Assigned task:
Copy out the lines below that hold the word "SlowFirstFrame".

Records provided START

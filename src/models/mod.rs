// models/mod.rs
pub mod scenario;
pub mod vehicle;

pub use scenario::{NewScenario, Scenario, ScenarioSummary};
pub use vehicle::{Direction, NewVehicle, Vehicle};

use serde::{Deserialize, Deserializer, Serialize, Serializer};
use std::fmt;

/// Server-assigned identifier.
///
/// The hosted store hands out numeric ids for some records and string ids for
/// others, so both are accepted and kept in their textual form. Surrounding
/// whitespace is never part of an id.
#[derive(Debug, Clone, PartialEq, Eq, Hash, PartialOrd, Ord, Serialize)]
#[serde(transparent)]
pub struct RecordId(String);

impl RecordId {
    pub fn new(id: impl Into<String>) -> Self {
        let id = id.into();
        match id.trim() {
            trimmed if trimmed.len() == id.len() => RecordId(id),
            trimmed => RecordId(trimmed.to_string()),
        }
    }

    pub fn as_str(&self) -> &str {
        &self.0
    }

    pub fn is_empty(&self) -> bool {
        self.0.is_empty()
    }
}

impl fmt::Display for RecordId {
    fn fmt(&self, f: &mut fmt::Formatter) -> fmt::Result {
        f.pad(&self.0)
    }
}

impl From<&str> for RecordId {
    fn from(id: &str) -> Self {
        RecordId::new(id)
    }
}

impl From<u64> for RecordId {
    fn from(id: u64) -> Self {
        RecordId(id.to_string())
    }
}

impl<'de> Deserialize<'de> for RecordId {
    fn deserialize<D: Deserializer<'de>>(deserializer: D) -> Result<Self, D::Error> {
        #[derive(Deserialize)]
        #[serde(untagged)]
        enum Raw {
            Text(String),
            Number(serde_json::Number),
        }

        Ok(match Raw::deserialize(deserializer)? {
            Raw::Text(text) => RecordId::new(text),
            Raw::Number(number) => RecordId(number.to_string()),
        })
    }
}

/// A numeric field as the store may hold it: a number, text typed into a
/// form, or `null` when the browser sent `NaN`. Anything that does not read
/// as a finite number counts as 0.
#[derive(Deserialize)]
#[serde(untagged)]
enum LooseNumber {
    Number(f64),
    Text(String),
    Missing,
}

impl LooseNumber {
    fn into_f64(self) -> f64 {
        let value = match self {
            LooseNumber::Number(n) => n,
            LooseNumber::Text(text) => text.trim().parse::<f64>().unwrap_or(0.0),
            LooseNumber::Missing => 0.0,
        };
        if value.is_finite() {
            value
        } else {
            0.0
        }
    }
}

pub(crate) fn deserialize_loose_f64<'de, D: Deserializer<'de>>(
    deserializer: D,
) -> Result<f64, D::Error> {
    Ok(LooseNumber::deserialize(deserializer)?.into_f64())
}

/// Seconds are never negative; fractions are kept.
pub(crate) fn deserialize_loose_seconds<'de, D: Deserializer<'de>>(
    deserializer: D,
) -> Result<f64, D::Error> {
    Ok(LooseNumber::deserialize(deserializer)?.into_f64().max(0.0))
}

/// Whole seconds go out as integers so records keep the shape the forms write.
pub(crate) fn serialize_seconds<S: Serializer>(
    seconds: &f64,
    serializer: S,
) -> Result<S::Ok, S::Error> {
    if seconds.fract() == 0.0 && *seconds >= 0.0 && *seconds <= u64::MAX as f64 {
        serializer.serialize_u64(*seconds as u64)
    } else {
        serializer.serialize_f64(*seconds)
    }
}
// simulation.rs
use crate::error::Result;
use crate::global_variables::TICK_INTERVAL_MS;
use crate::models::{Scenario, Vehicle};
use crate::simulation_engine::grid::Canvas;
use crate::simulation_engine::movement::advance_all;
use crate::simulation_engine::render::{Frame, FrameRenderer};
use tokio::sync::watch;
use tokio::time::{interval_at, sleep_until, Duration, Instant};

/// Why a run ended.
#[derive(Debug, Clone, Copy, PartialEq, Eq)]
pub enum StopReason {
    /// The scenario's time ran out.
    DurationElapsed,
    /// The stop signal fired.
    Stopped,
    /// Nothing to animate; the run never started.
    NoVehicles,
}

/// Outcome of `Simulation::run`.
#[derive(Debug, Clone)]
pub struct SimulationReport {
    pub scenario: Scenario,
    pub ticks: u64,
    pub elapsed: Duration,
    pub reason: StopReason,
    /// Positions after the last tick. These are never written back to the store.
    pub vehicles: Vec<Vehicle>,
}

/// Fixed-timestep animation of one scenario's vehicles.
///
/// The simulation works on its own copy of the vehicles.
#[derive(Debug, Clone)]
pub struct Simulation {
    scenario: Scenario,
    vehicles: Vec<Vehicle>,
    canvas: Canvas,
    tick_interval: Duration,
    ticks: u64,
}

impl Simulation {
    pub fn new(scenario: Scenario, vehicles: Vec<Vehicle>) -> Self {
        Self {
            scenario,
            vehicles,
            canvas: Canvas::default(),
            tick_interval: Duration::from_millis(TICK_INTERVAL_MS),
            ticks: 0,
        }
    }

    pub fn with_tick_interval(mut self, tick_interval: Duration) -> Self {
        self.tick_interval = tick_interval.max(Duration::from_millis(1));
        self
    }

    pub fn scenario(&self) -> &Scenario {
        &self.scenario
    }

    pub fn vehicles(&self) -> &[Vehicle] {
        &self.vehicles
    }

    pub fn ticks(&self) -> u64 {
        self.ticks
    }

    pub fn tick_interval(&self) -> Duration {
        self.tick_interval
    }

    /// How long the run lasts before it stops by itself.
    pub fn duration(&self) -> Duration {
        self.scenario.duration()
    }

    /// Recomputes every vehicle's position once.
    pub fn tick(&mut self) {
        advance_all(&mut self.vehicles);
        self.ticks += 1;
    }

    pub fn frame(&self) -> Frame<'_> {
        Frame {
            tick: self.ticks,
            canvas: &self.canvas,
            vehicles: &self.vehicles,
        }
    }

    /// Draws the initial frame, then ticks and redraws on every interval
    /// until the scenario's duration elapses or `stop` turns true.
    ///
    /// A dropped stop sender counts as a stop.
    pub async fn run<R: FrameRenderer>(
        mut self,
        mut renderer: R,
        mut stop: watch::Receiver<bool>,
    ) -> Result<SimulationReport> {
        if self.vehicles.is_empty() {
            log::info!(
                "Scenario {} has no vehicles; simulation not started",
                self.scenario.id
            );
            return Ok(self.into_report(Duration::ZERO, StopReason::NoVehicles));
        }

        let started = Instant::now();
        log::info!(
            "Starting simulation of scenario {} ({} vehicles, {}s, tick {:?})",
            self.scenario.id,
            self.vehicles.len(),
            self.scenario.time,
            self.tick_interval
        );
        // Both clocks start before the first draw so a slow frame cannot push the deadline.
        let deadline = sleep_until(started + self.duration());
        tokio::pin!(deadline);
        let mut ticker = interval_at(started + self.tick_interval, self.tick_interval);
        renderer.draw(&self.frame())?;

        let reason = if *stop.borrow() {
            StopReason::Stopped
        } else {
            loop {
                tokio::select! {
                    biased;
                    _ = &mut deadline => break StopReason::DurationElapsed,
                    changed = stop.changed() => {
                        if changed.is_err() || *stop.borrow() {
                            break StopReason::Stopped;
                        }
                    }
                    _ = ticker.tick() => {
                        self.tick();
                        log::debug!("tick {} of scenario {}", self.ticks, self.scenario.id);
                        renderer.draw(&self.frame())?;
                    }
                }
            }
        };

        let elapsed = started.elapsed();
        log::info!(
            "Simulation of scenario {} ended after {} ticks: {:?}",
            self.scenario.id,
            self.ticks,
            reason
        );
        Ok(self.into_report(elapsed, reason))
    }

    fn into_report(self, elapsed: Duration, reason: StopReason) -> SimulationReport {
        SimulationReport {
            scenario: self.scenario,
            ticks: self.ticks,
            elapsed,
            reason,
            vehicles: self.vehicles,
        }
    }
}

#[cfg(test)]
mod tests {
    use super::*;
    use crate::models::{Direction, RecordId};
    use tokio::time::sleep;

    /// Keeps the tick number and first vehicle position of every frame.
    #[derive(Default)]
    struct Recorder {
        frames: Vec<(u64, f64, f64)>,
    }

    impl FrameRenderer for Recorder {
        fn draw(&mut self, frame: &Frame<'_>) -> Result<()> {
            let first = &frame.vehicles[0];
            self.frames
                .push((frame.tick, first.position_x, first.position_y));
            Ok(())
        }
    }

    fn scenario(time: f64) -> Scenario {
        Scenario {
            id: RecordId::new("1"),
            name: "test".to_string(),
            time,
        }
    }

    fn car(direction: Direction, speed: f64) -> Vehicle {
        Vehicle {
            id: RecordId::new("10"),
            scenario_id: RecordId::new("1"),
            name: "car".to_string(),
            speed,
            position_x: 200.0,
            position_y: 300.0,
            direction: Some(direction),
        }
    }

    #[test]
    fn tick_advances_and_counts() {
        let mut sim = Simulation::new(scenario(10.0), vec![car(Direction::Upwards, 4.0)]);
        sim.tick();
        sim.tick();
        assert_eq!(sim.ticks(), 2);
        assert_eq!(sim.vehicles()[0].position_y, 308.0);
        assert_eq!(sim.frame().tick, 2);
    }

    #[tokio::test(start_paused = true)]
    async fn runs_until_duration_elapses() {
        let sim = Simulation::new(scenario(1.0), vec![car(Direction::Towards, 10.0)])
            .with_tick_interval(Duration::from_millis(300));
        let (_stop_tx, stop_rx) = watch::channel(false);
        let mut recorder = Recorder::default();

        let report = sim.run(&mut recorder, stop_rx).await.unwrap();

        assert_eq!(report.reason, StopReason::DurationElapsed);
        assert_eq!(report.ticks, 3);
        assert_eq!(report.vehicles[0].position_x, 230.0);
        assert_eq!(
            recorder.frames,
            vec![
                (0, 200.0, 300.0),
                (1, 210.0, 300.0),
                (2, 220.0, 300.0),
                (3, 230.0, 300.0)
            ]
        );
    }

    #[tokio::test(start_paused = true)]
    async fn deadline_wins_over_a_tick_at_the_same_instant() {
        let sim = Simulation::new(scenario(3.0), vec![car(Direction::Upwards, 1.0)])
            .with_tick_interval(Duration::from_millis(1000));
        let (_stop_tx, stop_rx) = watch::channel(false);
        let mut recorder = Recorder::default();

        let report = sim.run(&mut recorder, stop_rx).await.unwrap();

        assert_eq!(report.reason, StopReason::DurationElapsed);
        assert_eq!(report.ticks, 2);
        assert_eq!(recorder.frames.len(), 3);
        assert_eq!(report.vehicles[0].position_y, 302.0);
    }

    #[tokio::test(start_paused = true)]
    async fn fractional_duration_is_honoured() {
        let sim = Simulation::new(scenario(1.5), vec![car(Direction::Towards, 1.0)])
            .with_tick_interval(Duration::from_millis(400));
        let (_stop_tx, stop_rx) = watch::channel(false);

        let report = sim.run(Recorder::default(), stop_rx).await.unwrap();

        assert_eq!(report.reason, StopReason::DurationElapsed);
        assert_eq!(report.ticks, 3);
        assert_eq!(report.elapsed, Duration::from_millis(1500));
    }

    /// Blocks on the first frame like a large PNG encode would.
    struct SlowFirstFrame {
        delay: std::time::Duration,
        frames: u64,
    }

    impl FrameRenderer for SlowFirstFrame {
        fn draw(&mut self, _frame: &Frame<'_>) -> Result<()> {
            if self.frames == 0 {
                std::thread::sleep(self.delay);
            }
            self.frames += 1;
            Ok(())
        }
    }

    #[tokio::test]
    async fn slow_first_frame_does_not_delay_the_deadline() {
        let sim = Simulation::new(scenario(1.0), vec![car(Direction::Towards, 1.0)])
            .with_tick_interval(Duration::from_millis(250));
        let (_stop_tx, stop_rx) = watch::channel(false);
        let mut renderer = SlowFirstFrame {
            delay: std::time::Duration::from_millis(60),
            frames: 0,
        };

        let report = sim.run(&mut renderer, stop_rx).await.unwrap();

        assert_eq!(report.reason, StopReason::DurationElapsed);
        assert_eq!(report.ticks, 3);
        assert_eq!(renderer.frames, 4);
    }

    #[tokio::test(start_paused = true)]
    async fn stop_signal_ends_the_run() {
        let sim = Simulation::new(scenario(60.0), vec![car(Direction::Backwards, 5.0)])
            .with_tick_interval(Duration::from_millis(1000));
        let (stop_tx, stop_rx) = watch::channel(false);
        tokio::spawn(async move {
            sleep(Duration::from_millis(2500)).await;
            stop_tx.send(true).unwrap();
        });

        let report = sim.run(Recorder::default(), stop_rx).await.unwrap();

        assert_eq!(report.reason, StopReason::Stopped);
        assert_eq!(report.ticks, 2);
        assert_eq!(report.vehicles[0].position_x, 190.0);
    }

    #[tokio::test(start_paused = true)]
    async fn dropped_stop_sender_stops_the_run() {
        let sim = Simulation::new(scenario(60.0), vec![car(Direction::Towards, 1.0)]);
        let (stop_tx, stop_rx) = watch::channel(false);
        drop(stop_tx);

        let report = sim.run(Recorder::default(), stop_rx).await.unwrap();
        assert_eq!(report.reason, StopReason::Stopped);
        assert_eq!(report.ticks, 0);
    }

    #[tokio::test]
    async fn empty_scenario_never_starts() {
        let sim = Simulation::new(scenario(5.0), vec![]);
        let (_stop_tx, stop_rx) = watch::channel(false);
        let mut recorder = Recorder::default();

        let report = sim.run(&mut recorder, stop_rx).await.unwrap();

        assert_eq!(report.reason, StopReason::NoVehicles);
        assert!(recorder.frames.is_empty());
    }
}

Records provided END

Written response:
    struct SlowFirstFrame {
    impl FrameRenderer for SlowFirstFrame {
        let mut renderer = SlowFirstFrame {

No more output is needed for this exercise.